Tem gente que diz que não daria para o seu filho ler os livros infantis de Wander Piroli (foto acima). Mas o menino passa a manhã na frente da TV assistindo a socos, bombas e pontapés superpoderosos. E essa gente inteligente acha normal tudo aquilo. Afinal de contas, todo mundo vê.
Tem gente que não adotaria para a biblioteca escolar das crianças os livros infantis de Wander Piroli. Mas a turma de pequenos inocentes (eu juro que vi) faz aulas de educação física ao som de “tô ficando atoladinha”. E essa gente inteligente acha normal tudo aquilo. Afinal de contas, todo mundo ouve.
Tem gente que não leria de jeito nenhum os livros infantis de Wander Piroli para as crianças pois é preciso proteger suas mentes inocentes das agruras da vida. Mas em casa todo mundo diz palavrão, ou sabe dizer ou finge que não sabe. E essa gente inteligente acha normal tudo aquilo. Afinal de contas, todo mundo diz.
Anormal mesmo é o Wander Piroli – diz essa gente inteligente. Um gênio da literatura – eu digo. Mas acho legal quando mostro algum livro do autor mineiro e alguém diz: “Não gostei do que li!” É legítimo não gostar. E tem gente inteligente que não gosta dos textos infantis do Wander Piroli simplesmente por que não gostaram. Questão de gosto. Eu respeito.
Agora, euzinho sou fã. Acho o texto dele uma obra de arte. Meu filho leu O Matador e nem doeu assim, nele. Acho que doeu mais em mim. E por falar em “O Matador”, para mim, foi o melhor livro do ano passado – de tudo o que eu li, infantil ou não. Texto, ilustração, projeto gráfico… tudo lindo, feito para emocionar.
No 11º salão FNLIJ do livro para crianças e jovens tive o prazer de reencontrar o ilustrador Odilon Moraes (última foto, abaixo).
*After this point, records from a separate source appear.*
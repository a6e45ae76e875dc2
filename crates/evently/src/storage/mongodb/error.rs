//! MongoDB error mapping.
//!
//! Maps `mongodb::error::Error` to `RepositoryError` from `evently_core::storage`.

use mongodb::error::{Error, ErrorKind, WriteFailure};

use evently_core::storage::RepositoryError;

/// Server error code for a unique index violation.
const DUPLICATE_KEY: i32 = 11000;

/// Maps a driver error raised while talking to an established connection.
///
/// # Error Mapping
///
/// - Duplicate key (11000) → `RepositoryError::AlreadyExists`
/// - Server selection, DNS, I/O and pool errors → `RepositoryError::ConnectionFailed`
/// - BSON (de)serialization errors → `RepositoryError::Serialization`
/// - All other errors → `RepositoryError::QueryFailed`
pub fn map_mongo_error(err: Error, entity_type: &'static str, id: impl Into<String>) -> RepositoryError {
    match err.kind.as_ref() {
        ErrorKind::Write(WriteFailure::WriteError(write_error))
            if write_error.code == DUPLICATE_KEY =>
        {
            RepositoryError::AlreadyExists {
                entity_type,
                id: id.into(),
            }
        }
        ErrorKind::ServerSelection { .. }
        | ErrorKind::DnsResolve { .. }
        | ErrorKind::Io(_)
        | ErrorKind::ConnectionPoolCleared { .. } => {
            RepositoryError::ConnectionFailed(err.to_string())
        }
        ErrorKind::BsonDeserialization(_) | ErrorKind::BsonSerialization(_) => {
            RepositoryError::Serialization(err.to_string())
        }
        _ => RepositoryError::QueryFailed(err.to_string()),
    }
}

/// Maps any error raised while establishing the connection.
pub fn map_connection_error(err: impl std::fmt::Display) -> RepositoryError {
    RepositoryError::ConnectionFailed(err.to_string())
}
//! Media service implementations.

mod cloudinary;

pub use cloudinary::CloudinaryUploader;
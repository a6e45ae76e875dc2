mod error;
mod http_mapping;
mod traits;

pub use error::{RepositoryError, Result};
pub use http_mapping::repository_error_to_status_code;
pub use traits::{Connector, EventRepository, EventStore};
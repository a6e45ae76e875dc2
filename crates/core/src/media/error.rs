use thiserror::Error;

/// Errors that can occur while uploading media.
#[derive(Debug, Error, Clone, PartialEq, Eq)]
pub enum MediaError {
    #[error("Media service is not configured: {0}")]
    NotConfigured(String),
    #[error("Upload request failed: {0}")]
    Request(String),
    #[error("Upload rejected ({status}): {message}")]
    Rejected { status: u16, message: String },
    #[error("Invalid upload response: {0}")]
    InvalidResponse(String),
}

/// Result type for media operations.
pub type Result<T> = std::result::Result<T, MediaError>;
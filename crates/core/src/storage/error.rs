use thiserror::Error;

/// Errors that can occur while connecting to or querying the event store.
#[derive(Debug, Error, Clone, PartialEq, Eq)]
pub enum RepositoryError {
    #[error("{entity_type} already exists: {id}")]
    AlreadyExists {
        entity_type: &'static str,
        id: String,
    },
    #[error("Missing configuration: {0}")]
    Configuration(String),
    #[error("Connection failed: {0}")]
    ConnectionFailed(String),
    #[error("Query failed: {0}")]
    QueryFailed(String),
    #[error("Serialization error: {0}")]
    Serialization(String),
}

/// Result type for repository operations.
pub type Result<T> = std::result::Result<T, RepositoryError>;

#[cfg(test)]
mod tests {
    use super::*;

    #[test]
    fn test_repository_error_already_exists_display() {
        let error = RepositoryError::AlreadyExists {
            entity_type: "Event",
            id: "abc-123".to_string(),
        };
        assert_eq!(error.to_string(), "Event already exists: abc-123");
    }

    #[test]
    fn test_repository_error_configuration_display() {
        let error = RepositoryError::Configuration("MONGODB_URI is not set".to_string());
        assert_eq!(
            error.to_string(),
            "Missing configuration: MONGODB_URI is not set"
        );
    }

    #[test]
    fn test_repository_error_connection_failed_display() {
        let error = RepositoryError::ConnectionFailed("server selection timeout".to_string());
        assert_eq!(
            error.to_string(),
            "Connection failed: server selection timeout"
        );
    }

    #[test]
    fn test_repository_error_query_failed_display() {
        let error = RepositoryError::QueryFailed("cursor killed".to_string());
        assert_eq!(error.to_string(), "Query failed: cursor killed");
    }

    #[test]
    fn test_repository_error_serialization_display() {
        let error = RepositoryError::Serialization("missing field `image`".to_string());
        assert_eq!(
            error.to_string(),
            "Serialization error: missing field `image`"
        );
    }
}
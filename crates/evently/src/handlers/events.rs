//! Event creation and listing handlers (`/api/events`).
//!
//! Creation acquires the database connection before reading the form, so a
//! missing or unreachable database fails the request before anything is
//! uploaded.

use axum::{
    extract::{
        multipart::{MultipartError, MultipartRejection},
        Multipart, State,
    },
    http::StatusCode,
    Json,
};
use serde::Serialize;

use evently_core::event::{
    parse_event_form, Event, EventForm, ImageFile, ValidatedEventForm, IMAGE_FIELD,
};
use evently_core::media::{UploadRequest, EVENT_IMAGE_FOLDER};

use crate::{handlers::EventApiError, state::AppState};

/// Body of a successful POST.
#[derive(Debug, Serialize)]
pub struct EventCreatedResponse {
    pub message: &'static str,
    pub event: Event,
}

/// Body of a successful GET.
#[derive(Debug, Serialize)]
pub struct EventListResponse {
    pub message: &'static str,
    pub events: Vec<Event>,
}

/// Create an event from a multipart form (POST /api/events).
#[axum::debug_handler]
pub async fn create_event(
    State(state): State<AppState>,
    multipart: Result<Multipart, MultipartRejection>,
) -> Result<(StatusCode, Json<EventCreatedResponse>), EventApiError> {
    let store = state.db.acquire().await.map_err(EventApiError::creation)?;

    let multipart = multipart.map_err(EventApiError::creation)?;
    let form = read_event_form(multipart)
        .await
        .map_err(EventApiError::creation)?;

    let ValidatedEventForm { draft, image } = parse_event_form(form)?;

    let mut request =
        UploadRequest::image(image.bytes, EVENT_IMAGE_FOLDER).with_file_name(image.file_name);
    if let Some(content_type) = image.content_type {
        request = request.with_content_type(content_type);
    }

    let uploaded = state
        .media
        .upload(request)
        .await
        .map_err(EventApiError::creation)?;

    let event = draft.into_event(uploaded.secure_url);
    store
        .create_event(&event)
        .await
        .map_err(EventApiError::creation)?;

    tracing::info!(event_id = %event.id, "Event created");

    Ok((
        StatusCode::CREATED,
        Json(EventCreatedResponse {
            message: "Event created successfully",
            event,
        }),
    ))
}

/// List all events, newest first (GET /api/events).
#[axum::debug_handler]
pub async fn list_events(
    State(state): State<AppState>,
) -> Result<Json<EventListResponse>, EventApiError> {
    let store = state.db.acquire().await.map_err(EventApiError::fetch)?;
    let events = store.list_events().await.map_err(EventApiError::fetch)?;

    tracing::debug!(count = events.len(), "Listed events");

    Ok(Json(EventListResponse {
        message: "Events fetched successfully",
        events,
    }))
}

/// Drains the multipart stream into an [`EventForm`].
///
/// Text parts become fields. The `image` part is kept only when it is a
/// file; other file parts are skipped.
async fn read_event_form(mut multipart: Multipart) -> Result<EventForm, MultipartError> {
    let mut form = EventForm::new();

    while let Some(field) = multipart.next_field().await? {
        let Some(name) = field.name().map(str::to_string) else {
            continue;
        };

        match field.file_name().map(str::to_string) {
            Some(file_name) if name == IMAGE_FIELD => {
                let content_type = field.content_type().map(str::to_string);
                let bytes = field.bytes().await?;

                let mut image = ImageFile::new(file_name, bytes.to_vec());
                if let Some(content_type) = content_type {
                    image = image.with_content_type(content_type);
                }
                form.set_image(image);
            }
            Some(file_name) => {
                tracing::debug!(field = %name, %file_name, "Skipping unexpected file part");
            }
            None => {
                let value = field.text().await?;
                form.insert_field(name, value);
            }
        }
    }

    Ok(form)
}
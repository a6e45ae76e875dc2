//! In-memory repository implementation.

use std::collections::HashMap;
use std::sync::Arc;

use async_trait::async_trait;
use tokio::sync::RwLock;
use uuid::Uuid;

use evently_core::event::{sort_events_newest_first, Event};
use evently_core::storage::{Connector, EventRepository, EventStore, RepositoryError, Result};

/// In-memory storage backend.
///
/// Uses a HashMap wrapped in `Arc<RwLock<_>>` for thread-safe access.
/// Data is not persisted and will be lost when the repository is dropped.
#[derive(Debug, Clone, Default)]
pub struct InMemoryRepository {
    events: Arc<RwLock<HashMap<Uuid, Event>>>,
}

impl InMemoryRepository {
    /// Creates a new empty in-memory repository.
    pub fn new() -> Self {
        Self::default()
    }

    /// Number of stored events.
    pub async fn count(&self) -> usize {
        self.events.read().await.len()
    }
}

#[async_trait]
impl EventRepository for InMemoryRepository {
    async fn create_event(&self, event: &Event) -> Result<()> {
        let mut events = self.events.write().await;
        if events.contains_key(&event.id) {
            return Err(RepositoryError::AlreadyExists {
                entity_type: "Event",
                id: event.id.to_string(),
            });
        }
        events.insert(event.id, event.clone());
        Ok(())
    }

    async fn list_events(&self) -> Result<Vec<Event>> {
        let events = self.events.read().await;
        let mut all: Vec<Event> = events.values().cloned().collect();
        sort_events_newest_first(&mut all);
        Ok(all)
    }
}

/// Connector that always hands out the same in-memory repository.
///
/// The URI is only checked for presence by the connection cache; its value
/// is ignored here.
#[derive(Debug, Clone, Default)]
pub struct InMemoryConnector {
    repository: InMemoryRepository,
}

impl InMemoryConnector {
    pub fn new(repository: InMemoryRepository) -> Self {
        Self { repository }
    }
}

#[async_trait]
impl Connector for InMemoryConnector {
    type Handle = EventStore;

    async fn connect(&self, _uri: &str) -> Result<EventStore> {
        tracing::debug!("Using in-memory event store");
        Ok(Arc::new(self.repository.clone()))
    }
}
//! Media hosting abstractions.
//!
//! The server hands image bytes to a [`MediaUploader`] and stores the
//! durable URL it gets back.

mod error;
mod traits;
mod types;

pub use error::{MediaError, Result};
pub use traits::MediaUploader;
pub use types::{ResourceType, UploadRequest, UploadedMedia, EVENT_IMAGE_FOLDER};
use axum::{
    http::StatusCode,
    response::{IntoResponse, Response},
    Json,
};
use serde_json::json;

use evently_core::event::EventError;
use evently_core::storage::{repository_error_to_status_code, RepositoryError};

/// Generic handler error. Repository errors keep their mapped status code.
pub struct AppError(pub anyhow::Error);

impl IntoResponse for AppError {
    fn into_response(self) -> Response {
        let status_code = if let Some(repo_error) = self.0.downcast_ref::<RepositoryError>() {
            let code = repository_error_to_status_code(repo_error);
            StatusCode::from_u16(code).unwrap_or(StatusCode::INTERNAL_SERVER_ERROR)
        } else {
            StatusCode::INTERNAL_SERVER_ERROR
        };

        tracing::warn!(status = %status_code, error = %self.0, "Request failed");
        (status_code, Json(json!({ "error": self.0.to_string() }))).into_response()
    }
}

impl<E> From<E> for AppError
where
    E: Into<anyhow::Error>,
{
    fn from(err: E) -> Self {
        Self(err.into())
    }
}

/// Errors returned by the `/api/events` handlers.
///
/// Every variant renders as a JSON object with a `message`; server-side
/// failures also carry the underlying `error` text.
#[derive(Debug)]
pub enum EventApiError {
    /// The submission itself is invalid (400).
    Invalid(EventError),
    /// Reading the form, uploading, connecting or inserting failed (500).
    CreationFailed(String),
    /// Connecting or querying failed while listing (500).
    FetchFailed(String),
}

impl EventApiError {
    pub fn creation(err: impl std::fmt::Display) -> Self {
        Self::CreationFailed(err.to_string())
    }

    pub fn fetch(err: impl std::fmt::Display) -> Self {
        Self::FetchFailed(err.to_string())
    }
}

impl From<EventError> for EventApiError {
    fn from(err: EventError) -> Self {
        Self::Invalid(err)
    }
}

impl IntoResponse for EventApiError {
    fn into_response(self) -> Response {
        match self {
            EventApiError::Invalid(err) => {
                tracing::warn!(error = ?err, "Rejected event submission");
                (
                    StatusCode::BAD_REQUEST,
                    Json(json!({ "message": err.to_string() })),
                )
                    .into_response()
            }
            EventApiError::CreationFailed(error) => {
                tracing::error!(%error, "Event creation failed");
                (
                    StatusCode::INTERNAL_SERVER_ERROR,
                    Json(json!({ "message": "Event Creation Failed", "error": error })),
                )
                    .into_response()
            }
            EventApiError::FetchFailed(error) => {
                tracing::error!(%error, "Event fetching failed");
                (
                    StatusCode::INTERNAL_SERVER_ERROR,
                    Json(json!({ "message": "Event fetching failed", "error": error })),
                )
                    .into_response()
            }
        }
    }
}
//! Conversions between `Event` and BSON documents.
//!
//! Free-form attributes are stored as top-level string fields next to the
//! typed ones, so documents stay readable in the database shell.

use std::collections::BTreeMap;

use chrono::{DateTime, Utc};
use mongodb::bson::{self, Bson, Document};
use uuid::Uuid;

use evently_core::event::{is_reserved_attribute, Event};
use evently_core::storage::{RepositoryError, Result};

/// Converts an event into the document stored in the events collection.
pub fn event_to_document(event: &Event) -> Document {
    let mut doc = Document::new();

    // Typed fields are written after the attributes so they always win.
    for (name, value) in &event.attributes {
        if !is_reserved_attribute(name) {
            doc.insert(name.as_str(), value.as_str());
        }
    }

    doc.insert("_id", event.id.to_string());
    doc.insert("image", event.image.as_str());
    doc.insert("tags", event.tags.clone());
    doc.insert("agenda", event.agenda.clone());
    doc.insert("created_at", to_bson_datetime(event.created_at));
    doc.insert("updated_at", to_bson_datetime(event.updated_at));

    doc
}

/// Rebuilds an event from a stored document.
pub fn document_to_event(doc: Document) -> Result<Event> {
    let raw_id = get_str(&doc, "_id")?;
    let id = Uuid::parse_str(raw_id)
        .map_err(|e| RepositoryError::Serialization(format!("Invalid event id {raw_id}: {e}")))?;

    let image = get_str(&doc, "image")?.to_string();
    let tags = get_string_list(&doc, "tags")?;
    let agenda = get_string_list(&doc, "agenda")?;
    let created_at = get_datetime(&doc, "created_at")?;
    let updated_at = match doc.get("updated_at") {
        Some(_) => get_datetime(&doc, "updated_at")?,
        None => created_at,
    };

    let attributes: BTreeMap<String, String> = doc
        .into_iter()
        .filter(|(name, _)| !is_reserved_attribute(name))
        .filter_map(|(name, value)| match value {
            Bson::String(value) => Some((name, value)),
            _ => None,
        })
        .collect();

    Ok(Event {
        id,
        image,
        tags,
        agenda,
        created_at,
        updated_at,
        attributes,
    })
}

fn to_bson_datetime(value: DateTime<Utc>) -> bson::DateTime {
    bson::DateTime::from_millis(value.timestamp_millis())
}

fn get_str<'a>(doc: &'a Document, key: &str) -> Result<&'a str> {
    doc.get_str(key)
        .map_err(|e| RepositoryError::Serialization(format!("Field {key}: {e}")))
}

fn get_datetime(doc: &Document, key: &str) -> Result<DateTime<Utc>> {
    let value = doc
        .get_datetime(key)
        .map_err(|e| RepositoryError::Serialization(format!("Field {key}: {e}")))?;

    DateTime::from_timestamp_millis(value.timestamp_millis()).ok_or_else(|| {
        RepositoryError::Serialization(format!("Field {key}: timestamp out of range"))
    })
}

fn get_string_list(doc: &Document, key: &str) -> Result<Vec<String>> {
    let Some(value) = doc.get(key) else {
        return Ok(Vec::new());
    };

    let Bson::Array(items) = value else {
        return Err(RepositoryError::Serialization(format!(
            "Field {key}: expected an array"
        )));
    };

    items
        .iter()
        .map(|item| match item {
            Bson::String(s) => Ok(s.clone()),
            other => Err(RepositoryError::Serialization(format!(
                "Field {key}: expected strings, found {other}"
            ))),
        })
        .collect()
}

#[cfg(test)]
mod tests {
    use super::*;
    use chrono::TimeZone;
    use mongodb::bson::doc;

    fn sample_event() -> Event {
        Event::new("https://res.cloudinary.com/demo/image/upload/v1/DevEvent/cover.png")
            .with_id(Uuid::parse_str("6f1c3d5e-8a9b-4c2d-9e0f-112233445566").unwrap())
            .with_tags(["rust", "async"])
            .with_agenda(["Keynote", "Workshops"])
            .with_attribute("title", "RustConf")
            .with_attribute("venue", "Hall A")
            .with_created_at(Utc.with_ymd_and_hms(2025, 9, 2, 17, 30, 0).unwrap())
    }

    #[test]
    fn test_event_round_trips_through_document() {
        let event = sample_event();
        let doc = event_to_document(&event);

        assert_eq!(doc.get_str("_id").unwrap(), event.id.to_string());
        assert_eq!(doc.get_str("title").unwrap(), "RustConf");

        let restored = document_to_event(doc).unwrap();
        assert_eq!(restored, event);
    }

    #[test]
    fn test_fresh_event_matches_stored_form() {
        let event = Event::new("https://res.cloudinary.com/demo/image/upload/v1/x.png")
            .with_attribute("title", "RustConf");

        let restored = document_to_event(event_to_document(&event)).unwrap();

        assert_eq!(restored.created_at, event.created_at);
        assert_eq!(restored, event);
    }

    #[test]
    fn test_non_string_extra_fields_are_skipped() {
        let mut doc = event_to_document(&sample_event());
        doc.insert("__v", 0_i32);

        let restored = document_to_event(doc).unwrap();
        assert_eq!(restored.attribute("__v"), None);
        assert_eq!(restored.attribute("venue"), Some("Hall A"));
    }

    #[test]
    fn test_missing_image_is_a_serialization_error() {
        let doc = doc! {
            "_id": "6f1c3d5e-8a9b-4c2d-9e0f-112233445566",
            "created_at": bson::DateTime::from_millis(0),
        };

        let err = document_to_event(doc).unwrap_err();
        assert!(matches!(err, RepositoryError::Serialization(_)));
    }

    #[test]
    fn test_non_string_tags_are_rejected() {
        let mut doc = event_to_document(&sample_event());
        doc.insert("tags", vec![Bson::Int32(1)]);

        let err = document_to_event(doc).unwrap_err();
        assert!(matches!(err, RepositoryError::Serialization(_)));
    }
}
Estávamos no mesmo hotel. Conversamos sobre muitas coisas mas foi a obra do Wander Piroli que tomou conta das horas. É que, além de fã recente – como eu -, Odilon acabara de ilustrar a nova edição de Os Dois Irmãos – mais um texto do polêmico autor (publicado originalmente em 1980 com ilustrações de Ângela Lago).
O livro ficou muito bonito. Mais uma vez, o texto encontrou um projeto gráfico à sua altura e Odilon deixou algumas surpresas para os olhares mais atentos. Mas não é preciso ser um expert para se emocionar com a história de dois frangos, irmãos “iguais em tudo. Dos pés à cabeça”. Sempre juntos, compartilhando a vidinha simples ali no meio da oficina mecânica. Vez em quando um passeio na rua. Vez em quando o quintal e o poleiro improvisado no pé de manga.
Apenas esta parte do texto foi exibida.